The following pipelines are included by default:
* **Deduplication:** Filters out duplicate items based on a configurable key.
* **Console Writer:** A simple pipeline for printing items to the console.
Exporter pipelines are available via feature flags:
* **JSON / JSON Lines:** Saves items to `.json` or `.jsonl` files (`pipeline-json`).
* **CSV:** Saves items to `.csv` files (`pipeline-csv`).
* **SQLite:** Saves items to a SQLite database (`pipeline-sqlite`).
#### `ConsoleWriterPipeline`
A simple pipeline that prints each scraped item to the console. Useful for debugging.
```rust,no_run
use spider_lib::prelude::*;
use spider_lib::pipelines::console_writer::ConsoleWriterPipeline;
// ... inside your main async function
let console_pipeline = ConsoleWriterPipeline::new();
```
#### `DeduplicationPipeline`
This pipeline filters out duplicate items based on a configurable set of fields.
```rust,no_run
use spider_lib::prelude::*;
use spider_lib::pipelines::deduplication::DeduplicationPipeline;
// ... inside your main async function
let deduplication_pipeline = DeduplicationPipeline::new(&["url", "title"]);
```
#### `JsonWriterPipeline` & `JsonlWriterPipeline`
These pipelines save scraped items to a file. They are enabled with the `pipeline-json` feature.
* `JsonWriterPipeline`: Collects all items and writes them to a single, pretty-printed JSON array at the end of the crawl.

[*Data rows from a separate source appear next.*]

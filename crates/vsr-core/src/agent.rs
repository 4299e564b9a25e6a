use core::fmt;

#[cfg(feature = "serde")]
use serde::{Deserialize, Serialize};

use crate::{Action, ActionError, ActionOutcome, ActionPerformer, BodyId};

/// Stable identifier for an agent, assigned in registration order.
///
/// Agents are polled in ascending id order, so the id doubles as the
/// deterministic polling key.
#[derive(Debug, Clone, Copy, PartialEq, Eq, PartialOrd, Ord, Hash)]
#[cfg_attr(feature = "serde", derive(Serialize, Deserialize))]
pub struct AgentId(pub u32);

impl AgentId {
    pub fn stable_id(self) -> u64 {
        self.0 as u64
    }
}

impl fmt::Display for AgentId {
    fn fmt(&self, f: &mut fmt::Formatter<'_>) -> fmt::Result {
        write!(f, "agent#{}", self.0)
    }
}

pub trait Agent: 'static {
    /// Actions for the tick at time `t`.
    ///
    /// `previous` holds one outcome per action returned by the previous call,
    /// in the same order. Failed actions appear with an empty value.
    fn act(&mut self, t: f64, previous: &[ActionOutcome]) -> Vec<Action>;

    /// Bodies owned by this agent. Disembodied agents own none.
    fn body_parts(&self) -> Vec<BodyId> {
        Vec::new()
    }
}

/// An agent made of bodies it creates itself through the kernel.
pub trait EmbodiedAgent: Agent {
    fn assemble(&mut self, performer: &mut dyn ActionPerformer) -> Result<(), ActionError>;
}
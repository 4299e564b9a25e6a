#[cfg(feature = "serde")]
use serde::{Deserialize, Serialize};
use vsr_core::Material;

use crate::{Grid, GridShape, Key, Sensor};

/// What goes into one occupied cell.
#[derive(Debug, Clone, PartialEq, Default)]
#[cfg_attr(feature = "serde", derive(Serialize, Deserialize))]
pub struct CellSpec {
    pub material: Material,
    pub sensors: Vec<Sensor>,
}

/// Layout of a grid robot: which cells hold a voxel and what each voxel senses.
#[derive(Debug, Clone, PartialEq)]
pub struct GridBody {
    cells: Grid<CellSpec>,
}

impl GridBody {
    pub fn new(cells: Grid<CellSpec>) -> Self {
        Self { cells }
    }

    /// Every cell of `shape` gets `material` and the sensors chosen for it.
    pub fn from_shape(shape: &GridShape, material: Material, mut sensors: impl FnMut(Key) -> Vec<Sensor>) -> Self {
        Self::new(shape.cells().map(|k, _| {
            Some(CellSpec {
                material,
                sensors: sensors(k),
            })
        }))
    }

    pub fn uniform(shape: &GridShape, material: Material, sensors: &[Sensor]) -> Self {
        Self::from_shape(shape, material, |_| sensors.to_vec())
    }

    pub fn cells(&self) -> &Grid<CellSpec> {
        &self.cells
    }

    pub fn w(&self) -> usize {
        self.cells.w()
    }

    pub fn h(&self) -> usize {
        self.cells.h()
    }

    pub fn n_sensors(&self, key: Key) -> Option<usize> {
        self.cells.get(key).map(|c| c.sensors.len())
    }

    pub fn total_sensors(&self) -> usize {
        self.cells.values().map(|c| c.sensors.len()).sum()
    }
}
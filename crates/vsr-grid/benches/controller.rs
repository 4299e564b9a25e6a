use criterion::{black_box, criterion_group, criterion_main, BenchmarkId, Criterion};
use vsr_core::{Agent, Engine, EngineConfig, Material, Point};
use vsr_grid::{
    DistributedController, FnFunction, GridBody, GridShape, NumGridVsr, Sensor, TimedRealFunction,
};
use vsr_kinematic::KinematicSubstrate;

const N_SIGNALS: usize = 2;

fn make_vsr(side: usize) -> NumGridVsr<DistributedController> {
    let shape = GridShape::parse(&format!("box-{side}x{side}")).unwrap_or_else(|e| panic!("{e}"));
    let sensors = [Sensor::AreaRatio, Sensor::Velocity { direction: 0.0 }];
    let body = GridBody::uniform(&shape, Material::default(), &sensors);
    let functions = body.cells().map(|_, c| {
        let n_inputs = c.sensors.len() + 4 * N_SIGNALS;
        Some(Box::new(FnFunction::new(n_inputs, 1 + N_SIGNALS, |t, input, out| {
            let sum: f64 = input.iter().sum();
            out.fill((sum + t).sin());
        })) as Box<dyn TimedRealFunction>)
    });
    let controller = DistributedController::new(&body, functions, N_SIGNALS, false)
        .unwrap_or_else(|e| panic!("{e}"));
    NumGridVsr::new(body, controller).unwrap_or_else(|e| panic!("{e}"))
}

fn bench_controller(c: &mut Criterion) {
    let mut group = c.benchmark_group("vsr-grid/distributed_act");
    for &side in &[4usize, 16, 32] {
        let mut vsr = make_vsr(side);
        let mut t = 0.0;
        group.bench_with_input(BenchmarkId::from_parameter(side), &side, |b, &_side| {
            b.iter(|| {
                t += 1.0 / 60.0;
                black_box(vsr.act(t, &[]).len());
            })
        });
    }
    group.finish();
}

fn bench_engine(c: &mut Criterion) {
    let mut group = c.benchmark_group("vsr-grid/engine_tick");
    for &side in &[4usize, 8] {
        let mut engine = Engine::new(KinematicSubstrate::default(), EngineConfig::default());
        engine
            .add_embodied_agent(make_vsr(side), Some(Point::new(0.0, 1.0)))
            .unwrap_or_else(|e| panic!("{e}"));
        group.bench_with_input(BenchmarkId::from_parameter(side), &side, |b, &_side| {
            b.iter(|| {
                let snapshot = engine.tick().unwrap_or_else(|e| panic!("{e}"));
                black_box(snapshot.outcomes.len());
            })
        });
    }
    group.finish();
}

criterion_group!(benches, bench_controller, bench_engine);
criterion_main!(benches);
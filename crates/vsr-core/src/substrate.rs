use crate::{solvers, Body, BodyId, BodyRegistry, DoubleRange, Link, Material, Motor, Point, Poly, SolverRegistry};

/// The physics backend underneath the kernel.
///
/// The kernel owns the [`BodyRegistry`] and the link graph; the substrate is
/// handed the registry whenever it needs to create, move or integrate bodies.
/// Default methods cover plain bookkeeping, so a substrate only has to
/// provide [`Substrate::step`].
pub trait Substrate: Sized + 'static {
    fn create_rigid_body(&mut self, bodies: &mut BodyRegistry, poly: Poly, mass: f64) -> Option<BodyId> {
        Some(bodies.insert(Body::rigid(poly, mass)))
    }

    fn create_unmovable_body(&mut self, bodies: &mut BodyRegistry, poly: Poly) -> Option<BodyId> {
        Some(bodies.insert(Body::unmovable(poly)))
    }

    fn create_voxel(
        &mut self,
        bodies: &mut BodyRegistry,
        side_length: f64,
        mass: f64,
        material: Material,
    ) -> Option<BodyId> {
        Some(bodies.insert(Body::voxel(side_length, mass, material)))
    }

    fn create_rotational_joint(
        &mut self,
        bodies: &mut BodyRegistry,
        length: f64,
        width: f64,
        mass: f64,
        motor: Motor,
        active_angle_range: DoubleRange,
    ) -> Option<BodyId> {
        Some(bodies.insert(Body::rotational_joint(length, width, mass, motor, active_angle_range)))
    }

    /// Displace a movable body. The caller has already checked it exists
    /// and is movable.
    fn translate(&mut self, bodies: &mut BodyRegistry, body: BodyId, translation: Point) {
        if let Some(b) = bodies.get_mut(body) {
            b.poly.translate(translation);
        }
    }

    /// Called after `link` has been recorded on both anchors.
    fn attach_anchor(&mut self, _bodies: &BodyRegistry, _link: Link) {}

    /// Called after `link` has been removed from both anchors.
    fn detach_anchor(&mut self, _bodies: &BodyRegistry, _link: Link) {}

    /// Apply `force` to `body` for the current tick only.
    fn apply_force(&mut self, _bodies: &BodyRegistry, _body: BodyId, _force: Point) {}

    /// Record a voxel's actuation value, already clipped into `[-1, 1]`.
    fn actuate_voxel(&mut self, bodies: &mut BodyRegistry, voxel: BodyId, value: f64) {
        if let Some(state) = bodies.get_mut(voxel).and_then(Body::voxel_state_mut) {
            state.actuation = value;
        }
    }

    /// Record a joint's target angle, already inside its active range.
    fn actuate_rotational_joint(&mut self, bodies: &mut BodyRegistry, joint: BodyId, target_angle: f64) {
        if let Some(state) = bodies.get_mut(joint).and_then(Body::joint_state_mut) {
            state.target_angle = target_angle;
        }
    }

    /// Drop a body whose anchors have already been detached.
    fn remove_body(&mut self, bodies: &mut BodyRegistry, body: BodyId) -> Option<Body> {
        bodies.remove(body)
    }

    /// Advance the world by `dt` seconds.
    fn step(&mut self, bodies: &mut BodyRegistry, dt: f64);

    /// Populate the solver table. Override to add or replace solvers; the
    /// defaults route every primitive through the methods above.
    fn register_solvers(registry: &mut SolverRegistry<Self>) {
        solvers::register_defaults(registry);
    }
}
//! Named body layouts.

use core::fmt;

use crate::{Grid, GridError, Key};

/// Names accepted by [`GridShape::parse`], each followed by `-WxH`.
pub const SHAPE_NAMES: [&str; 6] = ["box", "worm", "biped", "tripod", "comb", "t"];

/// Most cells a named shape may ask for.
pub const MAX_SHAPE_CELLS: usize = 1 << 20;

/// Occupancy layout of a grid body.
#[derive(Debug, Clone, PartialEq)]
pub struct GridShape {
    name: String,
    cells: Grid<()>,
}

impl GridShape {
    /// Parse `name-WxH` (see [`SHAPE_NAMES`]) or a free-form layout of `#`
    /// (occupied) and `.` (empty), rows separated by `/` or newlines, top
    /// row first.
    pub fn parse(s: &str) -> Result<Self, GridError> {
        let s = s.trim();
        if s.contains('#') {
            return Self::from_layout(s);
        }
        let (name, size) = s
            .rsplit_once('-')
            .ok_or_else(|| GridError::UnknownShape(s.to_string()))?;
        if !SHAPE_NAMES.contains(&name) {
            return Err(GridError::UnknownShape(s.to_string()));
        }
        let (w, h) = parse_size(s, size)?;
        let occupied: Box<dyn Fn(usize, usize) -> bool> = match name {
            "box" | "worm" => Box::new(|_, _| true),
            // Legs at both ends of the bottom row.
            "biped" => Box::new(move |x, y| y > 0 || x == 0 || x == w - 1),
            "tripod" => Box::new(move |x, y| y > 0 || x == 0 || x == w / 2 || x == w - 1),
            // Teeth on even columns below a full top row.
            "comb" => Box::new(move |x, y| y == h - 1 || x % 2 == 0),
            "t" => Box::new(move |x, y| y == h - 1 || x == w / 2),
            _ => return Err(GridError::UnknownShape(s.to_string())),
        };
        let cells = Grid::from_fn(w, h, |k| occupied(k.x as usize, k.y as usize).then_some(()));
        Ok(Self {
            name: s.to_string(),
            cells,
        })
    }

    fn from_layout(s: &str) -> Result<Self, GridError> {
        let rows: Vec<&str> = s
            .split(|c| c == '/' || c == '\n')
            .map(str::trim)
            .filter(|r| !r.is_empty())
            .collect();
        let w = rows.first().map(|r| r.chars().count()).unwrap_or(0);
        if w == 0 {
            return Err(invalid(s, "empty layout"));
        }
        if rows.iter().any(|r| r.chars().count() != w) {
            return Err(invalid(s, "rows have different lengths"));
        }
        if let Some(c) = rows.iter().flat_map(|r| r.chars()).find(|c| *c != '#' && *c != '.') {
            return Err(invalid(s, &format!("unexpected character {c:?}")));
        }
        let h = rows.len();
        let cells = Grid::from_fn(w, h, |k| {
            let row = rows[h - 1 - k.y as usize];
            (row.chars().nth(k.x as usize) == Some('#')).then_some(())
        });
        Ok(Self {
            name: s.to_string(),
            cells,
        })
    }

    pub fn name(&self) -> &str {
        &self.name
    }

    pub fn w(&self) -> usize {
        self.cells.w()
    }

    pub fn h(&self) -> usize {
        self.cells.h()
    }

    pub fn is_occupied(&self, key: Key) -> bool {
        self.cells.is_occupied(key)
    }

    pub fn cells(&self) -> &Grid<()> {
        &self.cells
    }
}

impl fmt::Display for GridShape {
    /// Layout form, top row first.
    fn fmt(&self, f: &mut fmt::Formatter<'_>) -> fmt::Result {
        for y in (0..self.h()).rev() {
            for x in 0..self.w() {
                let c = if self.is_occupied(Key::new(x as i32, y as i32)) { '#' } else { '.' };
                write!(f, "{c}")?;
            }
            if y > 0 {
                writeln!(f)?;
            }
        }
        Ok(())
    }
}

fn invalid(shape: &str, reason: &str) -> GridError {
    GridError::InvalidShape {
        shape: shape.to_string(),
        reason: reason.to_string(),
    }
}

fn parse_size(shape: &str, size: &str) -> Result<(usize, usize), GridError> {
    let (w, h) = size
        .split_once('x')
        .ok_or_else(|| invalid(shape, "size must be WxH"))?;
    let w: usize = w.parse().map_err(|_| invalid(shape, "width is not a number"))?;
    let h: usize = h.parse().map_err(|_| invalid(shape, "height is not a number"))?;
    if w == 0 || h == 0 {
        return Err(invalid(shape, "size must be positive"));
    }
    if w.checked_mul(h).map_or(true, |cells| cells > MAX_SHAPE_CELLS) {
        return Err(invalid(shape, &format!("more than {MAX_SHAPE_CELLS} cells")));
    }
    Ok((w, h))
}

#[cfg(test)]
mod tests {
    use super::*;

    #[test]
    fn biped_has_two_legs() {
        let shape = GridShape::parse("biped-4x3").unwrap();
        assert_eq!(shape.to_string(), "####\n####\n#..#");
        assert_eq!(shape.cells().count(), 10);
    }

    #[test]
    fn oversized_named_shapes_are_rejected() {
        assert!(matches!(
            GridShape::parse("box-100000x100000"),
            Err(GridError::InvalidShape { .. })
        ));
        assert!(matches!(
            GridShape::parse("worm-18446744073709551615x2"),
            Err(GridError::InvalidShape { .. })
        ));
        assert_eq!(GridShape::parse("worm-1024x1024").unwrap().w(), 1024);
    }

    #[test]
    fn layout_is_top_row_first() {
        let shape = GridShape::parse("##./#..").unwrap();
        assert!(shape.is_occupied(Key::new(0, 0)));
        assert!(shape.is_occupied(Key::new(1, 1)));
        assert!(!shape.is_occupied(Key::new(1, 0)));
    }

    #[test]
    fn rejects_bad_input() {
        assert!(matches!(GridShape::parse("blob-2x2"), Err(GridError::UnknownShape(_))));
        assert!(matches!(GridShape::parse("box-0x2"), Err(GridError::InvalidShape { .. })));
        assert!(matches!(GridShape::parse("##/#"), Err(GridError::InvalidShape { .. })));
    }
}
//! Anchor/link protocol over the [`BodyRegistry`].
//!
//! Links are stored on both anchors: if `a` holds `a -> b`, then `b` holds
//! `b -> a`. Every mutation here keeps that pair symmetric, and an anchor never
//! holds two links to the same destination.

#[cfg(feature = "serde")]
use serde::{Deserialize, Serialize};

use crate::{Anchor, AnchorId, BodyId, BodyRegistry, Point};

#[derive(Debug, Clone, Copy, PartialEq, Eq, PartialOrd, Ord, Hash)]
#[cfg_attr(feature = "serde", derive(Serialize, Deserialize))]
pub enum LinkType {
    Rigid,
    Soft,
}

#[derive(Debug, Clone, Copy, PartialEq, Eq, PartialOrd, Ord, Hash)]
#[cfg_attr(feature = "serde", derive(Serialize, Deserialize))]
pub struct Link {
    pub source: AnchorId,
    pub destination: AnchorId,
    pub link_type: LinkType,
}

impl Link {
    pub fn new(source: AnchorId, destination: AnchorId, link_type: LinkType) -> Self {
        Self {
            source,
            destination,
            link_type,
        }
    }

    pub fn reversed(self) -> Link {
        Link::new(self.destination, self.source, self.link_type)
    }
}

impl BodyRegistry {
    pub fn anchor(&self, id: AnchorId) -> Option<&Anchor> {
        self.get(id.body)?.anchors.get(id.index as usize)
    }

    fn anchor_mut(&mut self, id: AnchorId) -> Option<&mut Anchor> {
        self.get_mut(id.body)?.anchors.get_mut(id.index as usize)
    }

    pub fn anchor_point(&self, id: AnchorId) -> Option<Point> {
        self.get(id.body)?.poly.vertices.get(id.index as usize).copied()
    }

    pub fn anchor_ids(&self, body: BodyId) -> Vec<AnchorId> {
        self.get(body)
            .map(|b| b.anchor_ids().collect())
            .unwrap_or_default()
    }

    pub fn is_anchored_to(&self, source: AnchorId, destination: AnchorId) -> bool {
        self.anchor(source)
            .map(|a| a.links.iter().any(|l| l.destination == destination))
            .unwrap_or(false)
    }

    pub fn is_anchored_to_body(&self, source: AnchorId, body: BodyId) -> bool {
        self.anchor(source)
            .map(|a| a.links.iter().any(|l| l.destination.body == body))
            .unwrap_or(false)
    }

    /// Bodies `source` is linked to, in link order, without duplicates.
    pub fn attached_bodies(&self, source: AnchorId) -> Vec<BodyId> {
        let mut out: Vec<BodyId> = Vec::new();
        if let Some(anchor) = self.anchor(source) {
            for link in &anchor.links {
                if !out.contains(&link.destination.body) {
                    out.push(link.destination.body);
                }
            }
        }
        out
    }

    /// Create the symmetric pair `source <-> destination`.
    ///
    /// Returns `None` when either anchor does not exist, when both are the same
    /// anchor, or when they are already linked.
    pub fn link(
        &mut self,
        source: AnchorId,
        destination: AnchorId,
        link_type: LinkType,
    ) -> Option<Link> {
        if source == destination
            || self.anchor(source).is_none()
            || self.anchor(destination).is_none()
            || self.is_anchored_to(source, destination)
        {
            return None;
        }
        let link = Link::new(source, destination, link_type);
        self.anchor_mut(source)?.links.push(link);
        self.anchor_mut(destination)?.links.push(link.reversed());
        Some(link)
    }

    /// Remove the symmetric pair `source <-> destination`, if present.
    pub fn unlink(&mut self, source: AnchorId, destination: AnchorId) -> Option<Link> {
        let src = self.anchor_mut(source)?;
        let pos = src.links.iter().position(|l| l.destination == destination)?;
        let link = src.links.remove(pos);
        if let Some(dst) = self.anchor_mut(destination) {
            dst.links.retain(|l| l.destination != source);
        }
        Some(link)
    }

    /// Every link once, seen from the lower-ordered anchor.
    pub fn links(&self) -> Vec<Link> {
        self.iter()
            .flat_map(|b| b.anchors.iter())
            .flat_map(|a| a.links.iter().copied())
            .filter(|l| l.source < l.destination)
            .collect()
    }

    /// The anchor of `target` nearest to `source` that `source` is not
    /// already linked to. Ties go to the lowest anchor index.
    pub fn nearest_eligible_anchor(&self, source: AnchorId, target: BodyId) -> Option<AnchorId> {
        let origin = self.anchor_point(source)?;
        let body = self.get(target)?;
        body.anchor_ids()
            .filter(|dst| *dst != source && !self.is_anchored_to(source, *dst))
            .filter_map(|dst| self.anchor_point(dst).map(|p| (dst, p.distance(origin))))
            .min_by(|a, b| a.1.total_cmp(&b.1))
            .map(|(dst, _)| dst)
    }

    /// Greedy nearest-neighbour matching without replacement.
    ///
    /// Sources are visited in the given order. Each takes the still-unmatched
    /// anchor of `target` closest to it. The result depends only on that order
    /// and on geometry.
    pub fn match_nearest(&self, sources: &[AnchorId], target: BodyId) -> Vec<(AnchorId, AnchorId)> {
        let mut pool: Vec<(AnchorId, Point)> = self
            .anchor_ids(target)
            .into_iter()
            .filter_map(|a| self.anchor_point(a).map(|p| (a, p)))
            .collect();
        let mut pairs = Vec::with_capacity(sources.len().min(pool.len()));
        for &src in sources {
            let Some(origin) = self.anchor_point(src) else {
                continue;
            };
            let best = pool
                .iter()
                .enumerate()
                .filter(|(_, (dst, _))| *dst != src)
                .min_by(|a, b| a.1 .1.distance(origin).total_cmp(&b.1 .1.distance(origin)))
                .map(|(i, _)| i);
            if let Some(i) = best {
                let (dst, _) = pool.remove(i);
                pairs.push((src, dst));
            }
        }
        pairs
    }
}

#[cfg(test)]
mod tests {
    use super::*;
    use crate::{Body, Poly};

    fn two_squares() -> (BodyRegistry, BodyId, BodyId) {
        let mut registry = BodyRegistry::new();
        let a = registry.insert(Body::rigid(Poly::square(1.0), 1.0));
        let b = registry.insert(Body::rigid(
            Poly::square(1.0).translated(Point::new(1.5, 0.0)),
            1.0,
        ));
        (registry, a, b)
    }

    #[test]
    fn link_is_symmetric_and_unique() {
        let (mut registry, a, b) = two_squares();
        let src = AnchorId::new(a, 1);
        let dst = AnchorId::new(b, 0);
        assert!(registry.link(src, dst, LinkType::Rigid).is_some());
        assert!(registry.link(src, dst, LinkType::Soft).is_none());
        assert!(registry.link(dst, src, LinkType::Soft).is_none());
        assert!(registry.is_anchored_to(src, dst));
        assert!(registry.is_anchored_to(dst, src));
        assert_eq!(registry.links().len(), 1);

        assert!(registry.unlink(dst, src).is_some());
        assert!(!registry.is_anchored_to(src, dst));
        assert!(!registry.is_anchored_to(dst, src));
        assert!(registry.unlink(src, dst).is_none());
    }

    #[test]
    fn nearest_skips_already_linked() {
        let (mut registry, a, b) = two_squares();
        let src = AnchorId::new(a, 1);
        assert_eq!(registry.nearest_eligible_anchor(src, b), Some(AnchorId::new(b, 0)));
        registry.link(src, AnchorId::new(b, 0), LinkType::Rigid);
        assert_eq!(registry.nearest_eligible_anchor(src, b), Some(AnchorId::new(b, 3)));
    }

    #[test]
    fn matching_is_without_replacement() {
        let (registry, a, b) = two_squares();
        let sources: Vec<AnchorId> = registry.anchor_ids(a);
        let pairs = registry.match_nearest(&sources, b);
        assert_eq!(pairs.len(), 4);
        let mut dsts: Vec<AnchorId> = pairs.iter().map(|p| p.1).collect();
        dsts.sort();
        dsts.dedup();
        assert_eq!(dsts.len(), 4);
        // Source 1 (bottom-right) is visited second but bottom-left of `b` was
        // already taken by source 0.
        assert_eq!(pairs[0], (AnchorId::new(a, 0), AnchorId::new(b, 0)));
        assert_eq!(pairs[1], (AnchorId::new(a, 1), AnchorId::new(b, 3)));
    }
}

* `JsonlWriterPipeline`: Writes each item as a separate JSON object on a new line, which is efficient for streaming large amounts of data.
```rust,no_run
use spider_lib::prelude::*;
// Make sure to enable the `pipeline-json` feature in Cargo.toml
use spider_lib::pipelines::json_writer::JsonWriterPipeline;
use spider_lib::pipelines::jsonl_writer::JsonlWriterPipeline;
// ... inside your main async function
let json_pipeline = JsonWriterPipeline::new("output/items.json")?;
let jsonl_pipeline = JsonlWriterPipeline::new("output/items.jsonl")?;
let crawler = CrawlerBuilder::new(YourSpider) // Assumes `YourSpider` is a defined Spider
.add_pipeline(json_pipeline)
.add_pipeline(jsonl_pipeline)
// ... configure other middlewares
.build()
.await?;
```
#### `CsvExporterPipeline`
This pipeline saves items to a CSV file, enabled with the `pipeline-csv` feature. The CSV headers are automatically inferred from the fields of the first item scraped.
```rust,no_run
use spider_lib::prelude::*;
// Make sure to enable the `pipeline-csv` feature in Cargo.toml
use spider_lib::pipelines::csv_exporter::CsvExporterPipeline;
// ... inside your main async function
let csv_pipeline = CsvExporterPipeline::new("output/items.csv")?;
let crawler = CrawlerBuilder::new(YourSpider) // Assumes `YourSpider` is a defined Spider
.add_pipeline(csv_pipeline)
// ... configure other middlewares
.build()
.await?;
```
#### `SqliteWriterPipeline`
This pipeline saves items to a SQLite database, enabled with the `pipeline-sqlite` feature. The table schema is automatically inferred from the fields of the first item scraped.
```rust,no_run
use spider_lib::prelude::*;
// Make sure to enable the `pipeline-sqlite` feature in Cargo.toml
use spider_lib::pipelines::sqlite_writer::SqliteWriterPipeline;
// ... inside your main async function
let sqlite_pipeline = SqliteWriterPipeline::new("output/items.db", "scraped_data")?;
let crawler = CrawlerBuilder::new(YourSpider) // Assumes `YourSpider` is a defined Spider
.add_pipeline(sqlite_pipeline)
// ... configure other middlewares
.build()
.await?;
```
### Crawler Settings
You can configure the core behavior of the crawler, such as concurrency and checkpointing.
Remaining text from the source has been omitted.